* _Work instruction_
The response must contain every line below in which "ModelRegistry" appears.

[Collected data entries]
= Beginning of Section =

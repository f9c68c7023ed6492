use std::sync::Arc;

use gnr_encoder::Encoder;
use gnr_models::ModelRegistry;

/// Shared application state, injected into all route handlers via Axum state.
///
/// Both halves are built at startup and never mutated afterwards.
#[derive(Clone)]
pub struct AppState {
    pub encoder: Arc<Encoder>,
    pub registry: Arc<ModelRegistry>,
}

impl AppState {
    pub fn new(encoder: Encoder, registry: ModelRegistry) -> Self {
        Self {
            encoder: Arc::new(encoder),
            registry: Arc::new(registry),
        }
    }
}
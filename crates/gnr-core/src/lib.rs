//! gnr-core
//!
//! Pure domain types and artifact key conventions. No model or HTTP
//! dependency; this is the shared vocabulary of the prediction service.

pub mod artifact_keys;
pub mod error;
pub mod models;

= End of Section =

* _Reply_
use gnr_models::ModelRegistry;
    pub registry: Arc<ModelRegistry>,
    pub fn new(encoder: Encoder, registry: ModelRegistry) -> Self {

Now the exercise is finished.